CEO Coinbase Dukung Dorongan UU CLARITY Setelah Menteri Keuangan Serukan Aksi Senat

bitcoinistDipublikasikan tanggal 2026-04-13Terakhir diperbarui pada 2026-04-13

Abstrak

CEO Coinbase Brian Armstrong kini mendukung RUU Digital Asset Market Clarity Act setelah sebelumnya menolaknya, sejalan dengan seruan Menteri Keuangan AS Scott Bessent agar Senat segera bertindak. Bessent memperingatkan bahwa tanpa regulasi yang jelas, AS berisiko tertinggal dari yurisdiksi seperti Abu Dhabi dan Singapura, yang telah menarik banyak pelaku industri crypto. Armstrong menyatakan apresiasi atas kerja sama bipartisan dalam penyusunan RUU ini. Dukungan ini merupakan perubahan sikap signifikan mengingat Coinbase sebelumnya menarik dukungan karena menganggap draft RUU justru lebih buruk dari regulasi existing. RUU Clarity Act dipandang sebagai kelanjutan penting dari GENIUS Act yang telah disahkan Presiden Trump pada 2025.

Dorongan untuk meloloskan undang-undang kripto di Amerika Serikat kembali meningkat, kali ini dengan keselarasan langka antara pembuat kebijakan dan salah satu suara paling berpengaruh di industri kripto.

Pernyataan baru dari Brian Armstrong telah menambah bobot baru pada seruan bagi Kongres untuk menggerakkan Digital Asset Market Clarity Act, tepat ketika tekanan datang dari Washington untuk membawa RUU ini kembali menjadi fokus.

Bendahara Turun Tangan Saat Urgensi Meningkat di Washington

Salah satu suara paling penting dalam kripto Amerika baru saja berganti pihak. Brian Armstrong, CEO bursa kripto Coinbase, menyatakan di media sosial bahwa sudah waktunya untuk meloloskan Clarity Act, secara publik mendukung Digital Asset Market Clarity Act tahun 2025 dalam sebuah postingan di X, undang-undang yang sama yang sebelumnya telah dua kali dia tolak.

Komentar Armstrong adalah tanggapan atas sebuah artikel opini yang kuat di Wall Street Journal oleh Menteri Keuangan Scott Bessent dan merupakan salah satu dari sedikit tanda pertama bahwa kebuntuan legislatif mengenai struktur pasar kripto AS akhirnya mungkin akan berakhir.

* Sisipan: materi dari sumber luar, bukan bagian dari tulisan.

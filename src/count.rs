//! Read-only pass that sizes the mirror progress.

use crate::error::MirrorError;
use crate::filter::{is_eligible, should_descend};
use crate::remote::RemoteFs;
use crate::types::join_remote;
use tracing::debug;

/// Counts the eligible entries below `remote_dir`.
///
/// Hidden entries are skipped with everything beneath them. Every other
/// entry counts once; directories other than the cache directory are walked
/// as well. The total does not depend on listing order.
///
/// # Returns
///
/// The number of eligible entries, or a [`MirrorError::Listing`] for the
/// first directory that could not be listed.
pub fn count_eligible<R: RemoteFs + ?Sized>(
    remote: &mut R,
    remote_dir: &str,
) -> Result<u64, MirrorError> {
    let mut total = 0u64;
    let mut pending = vec![remote_dir.to_string()];

    while let Some(dir) = pending.pop() {
        let entries = remote
            .list_entries(&dir)
            .map_err(|source| MirrorError::Listing {
                path: dir.clone(),
                source,
            })?;

        for entry in entries.iter().filter(|e| is_eligible(e)) {
            total += 1;
            if should_descend(entry) {
                pending.push(join_remote(&dir, &entry.name));
            }
        }
    }

    debug!("{} eligible entries under {}", total, remote_dir);
    Ok(total)
}

#[cfg(test)]
mod tests {
    use super::*;
    use crate::remote::testing::MemoryRemote;

    #[test]
    fn test_counts_files_and_directories() {
        let mut remote = MemoryRemote::new("/home/pi")
            .with_file("/home/pi/a.txt", &[0; 100])
            .with_dir("/home/pi/sub")
            .with_file("/home/pi/sub/b.txt", &[0; 50])
            .with_dir("/home/pi/.skip")
            .with_file("/home/pi/.skip/x.txt", b"x");

        assert_eq!(count_eligible(&mut remote, "/home/pi").unwrap(), 3);
        assert!(!remote
            .listed
            .borrow()
            .contains(&"/home/pi/.skip".to_string()));
    }

    #[test]
    fn test_cache_dir_counted_but_not_listed() {
        let mut remote = MemoryRemote::new("/app")
            .with_dir("/app/__pycache__")
            .with_file("/app/__pycache__/mod.pyc", b"pyc")
            .with_file("/app/mod.py", b"print()");

        assert_eq!(count_eligible(&mut remote, "/app").unwrap(), 2);
        assert_eq!(*remote.listed.borrow(), vec!["/app".to_string()]);
    }

    #[test]
    fn test_count_independent_of_listing_order() {
        let mut forward = MemoryRemote::new("/r")
            .with_dir("/r/x")
            .with_file("/r/x/1", b"1")
            .with_file("/r/y", b"2")
            .with_file("/r/.z", b"3");
        let mut reversed = MemoryRemote::new("/r")
            .with_file("/r/.z", b"3")
            .with_file("/r/y", b"2")
            .with_file("/r/x/1", b"1")
            .with_dir("/r/x");

        assert_eq!(
            count_eligible(&mut forward, "/r").unwrap(),
            count_eligible(&mut reversed, "/r").unwrap()
        );
    }

    #[test]
    fn test_empty_tree_counts_zero() {
        let mut remote = MemoryRemote::new("/empty");
        assert_eq!(count_eligible(&mut remote, "/empty").unwrap(), 0);
    }

    #[test]
    fn test_listing_failure_aborts_count() {
        let mut remote = MemoryRemote::new("/r")
            .with_dir("/r/locked")
            .with_file("/r/locked/secret", b"s")
            .failing_list("/r/locked");

        match count_eligible(&mut remote, "/r") {
            Err(MirrorError::Listing { path, .. }) => assert_eq!(path, "/r/locked"),
            other => panic!("expected listing error, got {:?}", other),
        }
    }
}
//! Resolving connection settings from a config file section or prompts.

use crate::error::MirrorError;
use crate::types::{ConnectionParams, DEFAULT_REMOTE_ROOT, LOCAL_NAMESPACE};
use serde::Deserialize;
use std::io::{self, BufRead, Write};
use std::path::{Path, PathBuf};
use tracing::{debug, info};

/// Password value that asks for the password interactively instead.
pub const PROMPT_PASSWORD_MARKER: &str = "getpass";

/// Default config file, looked up in the working directory.
pub const DEFAULT_CONFIG_FILE: &str = "config.toml";

/// Where connection settings come from.
#[derive(Debug, Clone, PartialEq, Eq)]
pub enum ConfigSource {
    /// A named table in a TOML config file.
    Section { path: PathBuf, name: String },
    /// Ask for everything on the terminal.
    Interactive,
}

/// One `[section]` of the config file.
#[derive(Deserialize, Debug, Clone)]
struct SectionConfig {
    hostname: String,
    username: String,
    password: String,
    remote_path: Option<String>,
    port: Option<u16>,
}

/// Whether resolution may ask for credentials.
#[derive(Debug, Clone, Copy, PartialEq, Eq)]
pub enum Credentials {
    /// Ask for anything the config leaves open.
    Prompt,
    /// Never prompt; only the archive label and remote root are needed.
    Skip,
}

/// Connection settings after file lookup and prompting.
#[derive(Debug, Clone)]
pub struct ResolvedConfig {
    /// Archive name prefix.
    pub label: String,
    pub connection: ConnectionParams,
    pub remote_root: String,
}

/// Source of interactive answers.
pub trait Prompt {
    /// Asks a question whose answer may be echoed.
    fn ask(&mut self, label: &str) -> io::Result<String>;

    /// Asks for a secret without echoing it.
    fn ask_secret(&mut self, label: &str) -> io::Result<String>;
}

/// Prompts on the controlling terminal.
#[derive(Debug, Default)]
pub struct TerminalPrompt;

impl Prompt for TerminalPrompt {
    fn ask(&mut self, label: &str) -> io::Result<String> {
        let mut stdout = io::stdout();
        write!(stdout, "{}: ", label)?;
        stdout.flush()?;

        let mut line = String::new();
        io::stdin().lock().read_line(&mut line)?;
        Ok(line.trim().to_string())
    }

    fn ask_secret(&mut self, label: &str) -> io::Result<String> {
        rpassword::prompt_password(format!("{}: ", label))
    }
}

/// Archive label for a config section: lower-cased, spaces and path
/// separators become hyphens.
pub fn label_for_section(section: &str) -> String {
    section
        .to_lowercase()
        .replace(&[' ', '/', '\\'][..], "-")
}

/// Resolves connection settings from `source`.
///
/// A section whose config file does not exist falls back to prompting, the
/// same as [`ConfigSource::Interactive`]. With [`Credentials::Skip`] nothing
/// is asked and the connection fields the config does not supply stay empty.
///
/// # Arguments
///
/// * `source` - Config section or interactive mode
/// * `default_port` - Port used when the section does not set one
/// * `credentials` - Whether missing credentials are prompted for
/// * `prompt` - Answers questions the config leaves open
pub fn resolve(
    source: &ConfigSource,
    default_port: u16,
    credentials: Credentials,
    prompt: &mut dyn Prompt,
) -> Result<ResolvedConfig, MirrorError> {
    match source {
        ConfigSource::Section { path, name } if path.is_file() => {
            let contents = std::fs::read_to_string(path)?;
            from_section(&contents, path, name, default_port, credentials, prompt)
        }
        ConfigSource::Section { path, .. } => {
            info!("Config file {} not found, using interactive settings", path.display());
            interactive(default_port, credentials, prompt)
        }
        ConfigSource::Interactive => interactive(default_port, credentials, prompt),
    }
}

fn from_section(
    contents: &str,
    path: &Path,
    name: &str,
    default_port: u16,
    credentials: Credentials,
    prompt: &mut dyn Prompt,
) -> Result<ResolvedConfig, MirrorError> {
    let mut sections: toml::Table = contents
        .parse()
        .map_err(|e| MirrorError::Config(format!("invalid config {}: {}", path.display(), e)))?;

    // Only the requested section has to be complete.
    let section: SectionConfig = sections
        .remove(name)
        .ok_or_else(|| {
            MirrorError::Config(format!(
                "section [{}] not found in {}",
                name,
                path.display()
            ))
        })?
        .try_into()
        .map_err(|e| {
            MirrorError::Config(format!(
                "invalid section [{}] in {}: {}",
                name,
                path.display(),
                e
            ))
        })?;

    let password = match credentials {
        Credentials::Prompt if section.password == PROMPT_PASSWORD_MARKER => {
            println!("[{}]", name);
            prompt.ask_secret("Password")?
        }
        Credentials::Skip if section.password == PROMPT_PASSWORD_MARKER => String::new(),
        _ => section.password,
    };

    debug!("Using config section [{}] from {}", name, path.display());

    Ok(ResolvedConfig {
        label: label_for_section(name),
        connection: ConnectionParams {
            host: section.hostname,
            port: section.port.unwrap_or(default_port),
            username: section.username,
            password,
        },
        remote_root: section
            .remote_path
            .unwrap_or_else(|| DEFAULT_REMOTE_ROOT.to_string()),
    })
}

fn interactive(
    default_port: u16,
    credentials: Credentials,
    prompt: &mut dyn Prompt,
) -> Result<ResolvedConfig, MirrorError> {
    let (host, username, password) = match credentials {
        Credentials::Prompt => {
            let host = prompt.ask("Hostname")?;
            if host.is_empty() {
                return Err(MirrorError::Config("hostname must not be empty".to_string()));
            }
            let username = prompt.ask("Username")?;
            let password = prompt.ask_secret("Password")?;
            (host, username, password)
        }
        Credentials::Skip => (String::new(), String::new(), String::new()),
    };

    Ok(ResolvedConfig {
        label: LOCAL_NAMESPACE.to_string(),
        connection: ConnectionParams {
            host,
            port: default_port,
            username,
            password,
        },
        remote_root: DEFAULT_REMOTE_ROOT.to_string(),
    })
}
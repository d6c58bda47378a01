//! Data structures shared by the mirror and archive passes.

use std::path::{Path, PathBuf};

/// Remote directory used when the configuration does not name one.
pub const DEFAULT_REMOTE_ROOT: &str = "/home/pi";

/// Local namespace directory that holds mirrored trees, and the archive label
/// used when no configuration section was supplied.
pub const LOCAL_NAMESPACE: &str = "rpi";

/// A single entry from a remote directory listing.
#[derive(Debug, Clone, PartialEq, Eq)]
pub struct RemoteEntry {
    /// Final path segment of the entry.
    pub name: String,
    pub is_dir: bool,
    /// Size in bytes (0 when the server does not report one).
    pub size: u64,
}

impl RemoteEntry {
    pub fn file(name: impl Into<String>, size: u64) -> Self {
        Self {
            name: name.into(),
            is_dir: false,
            size,
        }
    }

    pub fn dir(name: impl Into<String>) -> Self {
        Self {
            name: name.into(),
            is_dir: true,
            size: 0,
        }
    }
}

/// Parameters needed to open an authenticated session.
#[derive(Clone)]
pub struct ConnectionParams {
    pub host: String,
    pub port: u16,
    pub username: String,
    pub password: String,
}

impl ConnectionParams {
    /// `host:port`, used in logs and error messages.
    pub fn target(&self) -> String {
        format!("{}:{}", self.host, self.port)
    }
}

impl std::fmt::Debug for ConnectionParams {
    fn fmt(&self, f: &mut std::fmt::Formatter<'_>) -> std::fmt::Result {
        f.debug_struct("ConnectionParams")
            .field("host", &self.host)
            .field("port", &self.port)
            .field("username", &self.username)
            .field("password", &"<redacted>")
            .finish()
    }
}

/// State for one mirror operation.
///
/// `total_eligible` is set once by the tree counter before mirroring begins;
/// `processed` is advanced only by the mirror engine.
#[derive(Debug, Clone)]
pub struct SyncContext {
    pub remote_root: String,
    pub local_root: PathBuf,
    pub total_eligible: u64,
    pub processed: u64,
}

impl SyncContext {
    pub fn new(remote_root: impl Into<String>, local_root: impl Into<PathBuf>) -> Self {
        Self {
            remote_root: remote_root.into(),
            local_root: local_root.into(),
            total_eligible: 0,
            processed: 0,
        }
    }
}

/// Progress of a single file download, reported on every chunk.
#[derive(Debug, Clone, Copy, PartialEq, Eq)]
pub struct MirrorProgress<'a> {
    /// Eligible entries processed so far across the whole tree.
    pub processed: u64,
    /// Eligible entries in the whole tree.
    pub total: u64,
    pub remote_path: &'a str,
    /// Percentage of the current file transferred, 0..=100.
    pub percent: u8,
}

/// Description of one archive run.
#[derive(Debug, Clone)]
pub struct ArchiveJob {
    pub source_tree: PathBuf,
    pub destination_archive: PathBuf,
    /// Date part of the archive name (`DD-MM`).
    pub timestamp_label: String,
}

/// Progress of the archive pass, reported once per file.
#[derive(Debug, Clone, Copy, PartialEq, Eq)]
pub struct ArchiveProgress<'a> {
    /// 1-based position of the file being written.
    pub index: u64,
    pub total: u64,
    pub entry_name: &'a str,
}

/// Stage control for a backup run
#[derive(Debug, Clone, Copy, PartialEq, Eq)]
pub enum ExecutionStage {
    /// Mirror the remote tree, then archive it
    All,
    /// Only mirror the remote tree
    MirrorOnly,
    /// Only archive an existing local mirror
    ArchiveOnly,
}

/// Derives the local mirror root for `remote_root`.
///
/// The last segment of the remote path keeps trees mirrored from different
/// remote roots apart: `/home/pi` lands in `<workdir>/rpi/pi`.
pub fn local_root_for(workdir: &Path, remote_root: &str) -> PathBuf {
    let normalized = remote_root.replace('\\', "/");
    let segment = normalized
        .trim_end_matches('/')
        .rsplit('/')
        .next()
        .filter(|s| !s.is_empty())
        .unwrap_or("root");
    workdir.join(LOCAL_NAMESPACE).join(segment)
}

/// Joins a remote directory and an entry name with forward slashes.
pub fn join_remote(dir: &str, name: &str) -> String {
    let joined = format!("{}/{}", dir.trim_end_matches(&['/', '\\'][..]), name);
    joined.replace('\\', "/")
}
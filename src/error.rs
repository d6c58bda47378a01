//! Error types for mirror and archive operations.

use std::io;
use std::path::PathBuf;
use thiserror::Error;

/// Errors that can occur while mirroring or archiving a tree.
#[derive(Error, Debug)]
pub enum MirrorError {
    /// I/O error during local file operations.
    #[error(transparent)]
    IoError(#[from] io::Error),

    /// Connection probe or session setup failed.
    #[error(
        "Unable to connect to {target}: {source}. Please ensure your configuration is correct and/or ssh is enabled on the host"
    )]
    Connection {
        target: String,
        #[source]
        source: io::Error,
    },

    /// Listing a remote directory failed.
    #[error("Failed to list remote directory '{path}': {source}")]
    Listing {
        path: String,
        #[source]
        source: io::Error,
    },

    /// Downloading a single file failed; the whole mirror is aborted.
    #[error("Failed to download '{path}': {source}")]
    Transfer {
        path: String,
        #[source]
        source: io::Error,
    },

    /// Archive requested but the local tree does not exist.
    #[error("There is nothing to be archived. '{}' tree doesn't exist", .0.display())]
    MissingSource(PathBuf),

    /// Configuration could not be resolved.
    #[error("Configuration error: {0}")]
    Config(String),
}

Diskusi seputar UU CLARITY meningkat setelah Scott Bessent secara publik menyerukan kepada para pembuat undang-undang untuk bertindak, mencatat bahwa Amerika Serikat berisiko tertinggal dalam membentuk masa depan keuangan digital tanpa regulasi yang jelas. Dalam artikel tersebut, Bessent menyebutkan bagaimana Kongres telah menghabiskan waktu bertahun-tahun mencoba mendefinisikan perlakuan terhadap aset digital dan bahwa waktu untuk debat hampir habis.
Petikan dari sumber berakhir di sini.